_Description of the task_
What is needed here is an exact repetition of the records below, beginning at the line that has "pub fn bytes_mut(&mut" and stopping after the line that has "if let Err(e)".
════════════════════
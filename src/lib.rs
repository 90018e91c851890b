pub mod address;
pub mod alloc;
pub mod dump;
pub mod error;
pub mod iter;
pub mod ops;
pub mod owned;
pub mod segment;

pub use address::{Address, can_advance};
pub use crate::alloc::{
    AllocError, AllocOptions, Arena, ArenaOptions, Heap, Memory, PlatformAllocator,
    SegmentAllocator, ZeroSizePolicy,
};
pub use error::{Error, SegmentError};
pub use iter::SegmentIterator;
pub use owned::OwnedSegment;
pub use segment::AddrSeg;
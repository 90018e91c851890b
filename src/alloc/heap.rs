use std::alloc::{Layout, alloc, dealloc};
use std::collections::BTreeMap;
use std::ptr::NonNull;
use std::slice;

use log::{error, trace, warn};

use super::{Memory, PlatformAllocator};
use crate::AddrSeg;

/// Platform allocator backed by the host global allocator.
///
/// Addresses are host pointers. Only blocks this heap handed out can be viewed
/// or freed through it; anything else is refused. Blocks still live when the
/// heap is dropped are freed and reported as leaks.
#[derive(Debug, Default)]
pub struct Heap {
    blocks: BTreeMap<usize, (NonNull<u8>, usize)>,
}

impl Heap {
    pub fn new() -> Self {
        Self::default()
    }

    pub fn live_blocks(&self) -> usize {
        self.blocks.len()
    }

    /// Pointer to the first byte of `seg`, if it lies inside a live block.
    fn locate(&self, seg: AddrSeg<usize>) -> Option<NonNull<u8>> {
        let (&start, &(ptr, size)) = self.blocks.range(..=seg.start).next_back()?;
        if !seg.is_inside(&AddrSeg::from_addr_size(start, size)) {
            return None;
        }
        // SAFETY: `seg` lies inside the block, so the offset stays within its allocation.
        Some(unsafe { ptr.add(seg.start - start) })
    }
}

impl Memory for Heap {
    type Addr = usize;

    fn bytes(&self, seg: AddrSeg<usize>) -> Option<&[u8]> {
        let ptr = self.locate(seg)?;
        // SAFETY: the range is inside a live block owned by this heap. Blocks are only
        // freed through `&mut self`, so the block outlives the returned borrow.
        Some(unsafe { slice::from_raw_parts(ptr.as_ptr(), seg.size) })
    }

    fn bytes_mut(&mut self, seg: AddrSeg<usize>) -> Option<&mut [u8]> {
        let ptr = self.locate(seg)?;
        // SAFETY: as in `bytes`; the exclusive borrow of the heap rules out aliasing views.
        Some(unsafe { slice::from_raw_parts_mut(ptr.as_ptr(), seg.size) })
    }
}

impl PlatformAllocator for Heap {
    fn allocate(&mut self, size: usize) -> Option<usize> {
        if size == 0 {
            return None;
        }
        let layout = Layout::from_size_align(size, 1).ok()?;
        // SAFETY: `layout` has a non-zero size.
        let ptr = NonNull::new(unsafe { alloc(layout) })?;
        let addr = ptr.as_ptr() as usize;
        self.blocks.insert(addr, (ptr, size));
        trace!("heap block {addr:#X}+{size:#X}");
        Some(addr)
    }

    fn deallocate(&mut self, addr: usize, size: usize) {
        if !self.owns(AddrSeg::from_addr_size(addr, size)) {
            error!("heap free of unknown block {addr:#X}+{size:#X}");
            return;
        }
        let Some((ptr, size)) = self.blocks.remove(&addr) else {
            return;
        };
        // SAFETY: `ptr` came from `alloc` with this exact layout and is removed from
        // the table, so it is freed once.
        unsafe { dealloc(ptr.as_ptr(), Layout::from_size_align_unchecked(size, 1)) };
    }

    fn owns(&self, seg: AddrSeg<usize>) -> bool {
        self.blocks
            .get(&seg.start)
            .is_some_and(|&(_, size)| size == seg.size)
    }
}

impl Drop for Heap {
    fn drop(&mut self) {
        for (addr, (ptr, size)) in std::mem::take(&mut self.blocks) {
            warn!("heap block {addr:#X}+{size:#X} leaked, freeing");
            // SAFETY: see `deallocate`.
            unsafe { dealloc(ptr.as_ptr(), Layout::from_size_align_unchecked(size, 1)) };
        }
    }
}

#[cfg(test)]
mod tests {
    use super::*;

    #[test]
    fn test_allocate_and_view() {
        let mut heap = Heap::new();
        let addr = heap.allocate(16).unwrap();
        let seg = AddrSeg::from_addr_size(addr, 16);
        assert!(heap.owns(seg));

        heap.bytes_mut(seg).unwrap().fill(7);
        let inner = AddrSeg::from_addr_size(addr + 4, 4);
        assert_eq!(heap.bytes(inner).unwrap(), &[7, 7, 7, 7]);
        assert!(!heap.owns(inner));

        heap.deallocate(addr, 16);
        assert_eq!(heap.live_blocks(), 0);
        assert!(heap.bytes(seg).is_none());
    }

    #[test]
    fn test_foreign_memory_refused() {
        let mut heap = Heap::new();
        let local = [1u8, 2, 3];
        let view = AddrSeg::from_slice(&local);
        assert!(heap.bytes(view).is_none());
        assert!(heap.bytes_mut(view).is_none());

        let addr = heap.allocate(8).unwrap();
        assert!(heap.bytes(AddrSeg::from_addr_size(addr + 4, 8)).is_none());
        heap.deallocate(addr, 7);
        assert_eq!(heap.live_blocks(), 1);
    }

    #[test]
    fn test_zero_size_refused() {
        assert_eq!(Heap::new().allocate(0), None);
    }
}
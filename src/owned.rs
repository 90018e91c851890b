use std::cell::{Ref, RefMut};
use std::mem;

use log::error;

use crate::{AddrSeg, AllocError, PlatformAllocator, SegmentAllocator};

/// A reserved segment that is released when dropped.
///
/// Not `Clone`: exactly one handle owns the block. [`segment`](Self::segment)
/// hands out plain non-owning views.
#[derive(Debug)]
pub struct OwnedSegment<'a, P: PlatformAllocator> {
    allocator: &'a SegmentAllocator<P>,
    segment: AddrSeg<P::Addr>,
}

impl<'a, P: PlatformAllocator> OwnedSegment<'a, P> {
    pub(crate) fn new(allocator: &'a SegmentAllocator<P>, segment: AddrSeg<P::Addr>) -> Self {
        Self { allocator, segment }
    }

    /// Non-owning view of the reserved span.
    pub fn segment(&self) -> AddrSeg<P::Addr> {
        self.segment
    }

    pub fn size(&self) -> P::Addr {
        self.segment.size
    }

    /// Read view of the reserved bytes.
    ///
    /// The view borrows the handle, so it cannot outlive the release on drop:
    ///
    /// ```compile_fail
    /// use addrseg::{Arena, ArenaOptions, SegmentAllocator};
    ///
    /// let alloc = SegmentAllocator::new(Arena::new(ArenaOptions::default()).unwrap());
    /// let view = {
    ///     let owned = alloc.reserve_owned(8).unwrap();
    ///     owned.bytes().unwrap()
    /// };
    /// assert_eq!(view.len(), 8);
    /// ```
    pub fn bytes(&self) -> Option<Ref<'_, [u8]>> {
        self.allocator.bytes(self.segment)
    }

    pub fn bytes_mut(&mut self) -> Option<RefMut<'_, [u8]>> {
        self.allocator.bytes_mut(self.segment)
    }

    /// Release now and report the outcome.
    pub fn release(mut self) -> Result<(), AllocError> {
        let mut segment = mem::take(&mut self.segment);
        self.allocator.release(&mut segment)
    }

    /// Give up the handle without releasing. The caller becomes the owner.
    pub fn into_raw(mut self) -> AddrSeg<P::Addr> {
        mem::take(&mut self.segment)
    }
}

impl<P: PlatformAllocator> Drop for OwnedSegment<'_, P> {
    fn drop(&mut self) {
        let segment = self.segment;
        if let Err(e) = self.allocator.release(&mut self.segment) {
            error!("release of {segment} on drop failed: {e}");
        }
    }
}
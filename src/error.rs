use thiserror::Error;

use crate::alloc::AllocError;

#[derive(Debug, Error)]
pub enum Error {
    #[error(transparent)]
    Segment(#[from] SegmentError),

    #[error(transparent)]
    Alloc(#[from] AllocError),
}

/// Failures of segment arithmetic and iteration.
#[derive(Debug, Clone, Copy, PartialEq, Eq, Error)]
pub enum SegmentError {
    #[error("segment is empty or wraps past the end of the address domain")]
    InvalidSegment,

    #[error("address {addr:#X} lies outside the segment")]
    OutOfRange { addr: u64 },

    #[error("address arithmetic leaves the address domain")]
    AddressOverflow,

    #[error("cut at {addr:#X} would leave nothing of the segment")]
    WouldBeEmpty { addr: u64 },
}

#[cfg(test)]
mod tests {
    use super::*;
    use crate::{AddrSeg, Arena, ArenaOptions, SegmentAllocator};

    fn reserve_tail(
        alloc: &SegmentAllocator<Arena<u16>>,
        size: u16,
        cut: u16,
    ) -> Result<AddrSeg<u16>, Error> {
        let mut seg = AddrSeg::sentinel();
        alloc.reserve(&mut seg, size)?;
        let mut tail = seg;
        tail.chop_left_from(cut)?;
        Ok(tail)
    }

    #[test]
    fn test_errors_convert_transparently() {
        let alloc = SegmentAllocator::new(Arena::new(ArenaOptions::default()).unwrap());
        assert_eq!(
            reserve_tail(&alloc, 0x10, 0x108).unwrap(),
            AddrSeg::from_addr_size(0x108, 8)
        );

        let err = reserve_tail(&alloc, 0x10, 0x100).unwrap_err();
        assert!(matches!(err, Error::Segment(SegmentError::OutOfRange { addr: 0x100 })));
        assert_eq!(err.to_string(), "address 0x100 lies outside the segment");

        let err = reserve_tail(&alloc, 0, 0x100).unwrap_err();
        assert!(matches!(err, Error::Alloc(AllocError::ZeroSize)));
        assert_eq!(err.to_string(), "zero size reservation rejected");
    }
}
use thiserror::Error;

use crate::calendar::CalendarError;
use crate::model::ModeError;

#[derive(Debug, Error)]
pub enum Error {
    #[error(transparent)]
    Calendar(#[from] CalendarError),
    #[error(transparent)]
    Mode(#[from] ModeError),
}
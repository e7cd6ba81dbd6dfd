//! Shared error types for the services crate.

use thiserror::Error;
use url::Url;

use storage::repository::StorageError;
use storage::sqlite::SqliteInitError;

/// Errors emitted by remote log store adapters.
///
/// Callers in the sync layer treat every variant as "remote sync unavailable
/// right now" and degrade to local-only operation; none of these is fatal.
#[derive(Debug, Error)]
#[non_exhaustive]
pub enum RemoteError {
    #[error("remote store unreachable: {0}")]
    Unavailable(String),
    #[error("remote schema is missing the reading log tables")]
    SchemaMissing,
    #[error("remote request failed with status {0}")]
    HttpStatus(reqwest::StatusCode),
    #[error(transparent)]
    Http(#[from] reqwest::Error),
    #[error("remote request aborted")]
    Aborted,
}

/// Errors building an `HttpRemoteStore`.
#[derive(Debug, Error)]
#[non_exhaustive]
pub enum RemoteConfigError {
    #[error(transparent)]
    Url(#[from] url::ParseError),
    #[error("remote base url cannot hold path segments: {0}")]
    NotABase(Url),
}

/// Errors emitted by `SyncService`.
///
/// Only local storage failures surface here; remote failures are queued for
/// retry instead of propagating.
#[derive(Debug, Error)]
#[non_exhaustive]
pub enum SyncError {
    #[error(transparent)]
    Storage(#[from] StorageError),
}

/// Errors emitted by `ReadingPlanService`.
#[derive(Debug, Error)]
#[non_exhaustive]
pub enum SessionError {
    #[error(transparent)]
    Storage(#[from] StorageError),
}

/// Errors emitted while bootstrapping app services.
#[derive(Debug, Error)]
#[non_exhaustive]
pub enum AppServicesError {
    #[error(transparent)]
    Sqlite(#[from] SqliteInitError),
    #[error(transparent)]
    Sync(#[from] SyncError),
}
════════════════════
_Task output_
    pub fn bytes_mut(&mut self) -> Option<RefMut<'_, [u8]>> {
        self.allocator.bytes_mut(self.segment)
    }

    /// Release now and report the outcome.
    pub fn release(mut self) -> Result<(), AllocError> {
        let mut segment = mem::take(&mut self.segment);
        self.allocator.release(&mut segment)
    }

    /// Give up the handle without releasing. The caller becomes the owner.
    pub fn into_raw(mut self) -> AddrSeg<P::Addr> {
        mem::take(&mut self.segment)
    }
}

impl<P: PlatformAllocator> Drop for OwnedSegment<'_, P> {
    fn drop(&mut self) {
        let segment = self.segment;
        if let Err(e) = self.allocator.release(&mut self.segment) {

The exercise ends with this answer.